On the basis of review of 22 studies (16 case reports, 4 case series, and 2 cohort studies) that had a combined total of 83 patients, we propose that VA be classified as hereditary VA (33.7%) and acquired VA (66.3%). Vibration-induced itching was frequent in both subgroups. Patients with hereditary VA more commonly had wheals and systemic symptoms, whereas patients with acquired VA more frequently had angioedema, burning, pain, or tingling. Although many VA treatments are used, there is little information on their efficacy. Most patients do not achieve complete control.
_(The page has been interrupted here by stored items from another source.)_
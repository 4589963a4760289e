// src/models.rs
use serde::{de::DeserializeOwned, Deserialize, Serialize};
use uuid::Uuid;
use chrono::{Local, SecondsFormat, Utc};
use std::fmt;
use std::str::FromStr;
use crate::error::ValidationError;

pub const NOTES_KEY: &str = "@notes_v1";
pub const CREDENTIALS_KEY: &str = "saved_passwords";
pub const DEFAULT_CATEGORY: &str = "General";

/// A record kept in one of the persisted collections.
pub trait Record: Serialize + DeserializeOwned + Clone + Send {
    /// Key the whole collection is stored under.
    const STORAGE_KEY: &'static str;
    /// Human-readable name for log lines.
    const KIND: &'static str;

    fn id(&self) -> &str;
}

/// Creation-date string, e.g. `10/19/2026`.
pub fn display_date() -> String {
    Local::now().format("%-m/%-d/%Y").to_string()
}

/// Modification timestamp, e.g. `2026-10-19T09:28:00.000Z`.
pub fn timestamp() -> String {
    Utc::now().to_rfc3339_opts(SecondsFormat::Millis, true)
}

fn new_id() -> String {
    Uuid::new_v4().to_string()
}

/// The five accent colors a note may carry.
#[derive(Debug, Clone, Copy, PartialEq, Eq, Default)]
pub enum NoteColor {
    #[default]
    Pink,
    Green,
    Blue,
    Yellow,
    Purple,
}

impl NoteColor {
    pub const ALL: [NoteColor; 5] = [
        NoteColor::Pink,
        NoteColor::Green,
        NoteColor::Blue,
        NoteColor::Yellow,
        NoteColor::Purple,
    ];

    pub fn hex(self) -> &'static str {
        match self {
            NoteColor::Pink => "#ffb3ba",
            NoteColor::Green => "#baffc9",
            NoteColor::Blue => "#bae1ff",
            NoteColor::Yellow => "#ffffba",
            NoteColor::Purple => "#e6baff",
        }
    }

    pub fn name(self) -> &'static str {
        match self {
            NoteColor::Pink => "pink",
            NoteColor::Green => "green",
            NoteColor::Blue => "blue",
            NoteColor::Yellow => "yellow",
            NoteColor::Purple => "purple",
        }
    }

    pub fn from_hex(hex: &str) -> Option<NoteColor> {
        NoteColor::ALL.into_iter().find(|c| c.hex().eq_ignore_ascii_case(hex))
    }
}

impl fmt::Display for NoteColor {
    fn fmt(&self, f: &mut fmt::Formatter<'_>) -> fmt::Result {
        f.write_str(self.name())
    }
}

impl FromStr for NoteColor {
    type Err = ValidationError;

    /// Accepts a palette name (`green`) or its hex code (`#baffc9`).
    fn from_str(s: &str) -> Result<Self, Self::Err> {
        let s = s.trim();
        NoteColor::ALL
            .into_iter()
            .find(|c| c.name().eq_ignore_ascii_case(s))
            .or_else(|| NoteColor::from_hex(s))
            .ok_or_else(|| ValidationError::UnknownColor(s.to_string()))
    }
}

#[derive(Serialize, Deserialize, Debug, Clone, PartialEq, Eq, Default)]
#[serde(rename_all = "camelCase")]
pub struct Note {
    pub id: String,
    pub title: String,
    pub content: String,
    pub date: String,
    pub last_modified: String,
    pub color: String,
    #[serde(default, skip_serializing_if = "Option::is_none")]
    pub is_password_protected: Option<bool>,
    #[serde(default, skip_serializing_if = "Option::is_none")]
    pub password: Option<String>,
}

impl Note {
    pub fn new(title: &str, content: &str, color: NoteColor) -> Self {
        Self {
            id: new_id(),
            title: title.trim().to_string(),
            content: content.trim().to_string(),
            date: display_date(),
            last_modified: timestamp(),
            color: color.hex().to_string(),
            is_password_protected: None,
            password: None,
        }
    }

    pub fn is_protected(&self) -> bool {
        self.is_password_protected.unwrap_or(false)
    }

    /// Stamps `last_modified` with the current time.
    pub fn touch(&mut self) {
        self.last_modified = timestamp();
    }

    /// Case-insensitive substring match on title or content.
    pub fn matches(&self, query: &str) -> bool {
        let needle = query.to_lowercase();
        self.title.to_lowercase().contains(&needle) || self.content.to_lowercase().contains(&needle)
    }
}

impl Record for Note {
    const STORAGE_KEY: &'static str = NOTES_KEY;
    const KIND: &'static str = "note";

    fn id(&self) -> &str {
        &self.id
    }
}

/// Notes matching `query`, in their stored order.
pub fn filter_notes<'a>(notes: &'a [Note], query: &str) -> Vec<&'a Note> {
    notes.iter().filter(|n| n.matches(query)).collect()
}

#[derive(Serialize, Deserialize, Debug, Clone, PartialEq, Eq, Default)]
#[serde(rename_all = "camelCase")]
pub struct SavedCredential {
    pub id: String,
    pub title: String,
    pub password: String,
    pub date: String,
    #[serde(default, skip_serializing_if = "Option::is_none")]
    pub category: Option<String>,
    #[serde(default, skip_serializing_if = "Option::is_none")]
    pub last_modified: Option<String>,
}

impl SavedCredential {
    pub fn new(title: &str, password: &str, category: Option<&str>) -> Self {
        Self {
            id: new_id(),
            title: title.trim().to_string(),
            password: password.trim().to_string(),
            date: display_date(),
            category: Some(normalize_category(category)),
            last_modified: Some(timestamp()),
        }
    }

    pub fn category(&self) -> &str {
        self.category.as_deref().unwrap_or(DEFAULT_CATEGORY)
    }
}

/// Blank or missing categories collapse to `General`.
pub fn normalize_category(category: Option<&str>) -> String {
    match category.map(str::trim) {
        Some(c) if !c.is_empty() => c.to_string(),
        _ => DEFAULT_CATEGORY.to_string(),
    }
}

impl Record for SavedCredential {
    const STORAGE_KEY: &'static str = CREDENTIALS_KEY;
    const KIND: &'static str = "credential";

    fn id(&self) -> &str {
        &self.id
    }
}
The novel VA classification proposed could help clinicians with the diagnostic workup of patients with VA. Because of the paucity of reported cases, firm recommendations for the treatment of VA are currently not possible. For patients with acquired VA, we suggest second-generation H-antihistamines as the first-line treatment. Controlled therapeutic trials are needed and should be performed.
振动性血管性水肿(VA)是一种慢性诱导性荨麻疹的亚型,表现为皮肤暴露于振动后出现红斑性风团或血管性水肿。由于该疾病较为罕见,因此可用的信息有限。
系统回顾 VA 的临床表现和治疗选择。
使用“振动性荨麻疹”、“振动性血管性水肿”、“振动诱导性血管性水肿”和“振动诱导性荨麻疹”等术语,检索截至 2020 年 8 月发表的相关文献。本系统评价应用了系统评价和荟萃分析建议的首选报告项目。
基于对 22 项研究(16 例病例报告、4 例病例系列和 2 项队列研究)的综述,这些研究共纳入了 83 例患者,我们提出将 VA 分为遗传性 VA(33.7%)和获得性 VA(66.3%)。振动诱导的瘙痒在两个亚组中都很常见。遗传性 VA 患者更常出现风团和全身症状,而获得性 VA 患者更常出现血管性水肿、烧灼感、疼痛或刺痛。尽管有许多 VA 治疗方法被使用,但关于其疗效的信息很少。大多数患者无法完全控制病情。
提出的新的 VA 分类方法可能有助于临床医生对 VA 患者进行诊断。由于报告的病例较少,目前无法对 VA 的治疗提出明确的建议。对于获得性 VA 患者,我们建议第二代 H1 抗组胺药作为一线治疗药物。需要进行对照治疗试验,并应进行这些试验。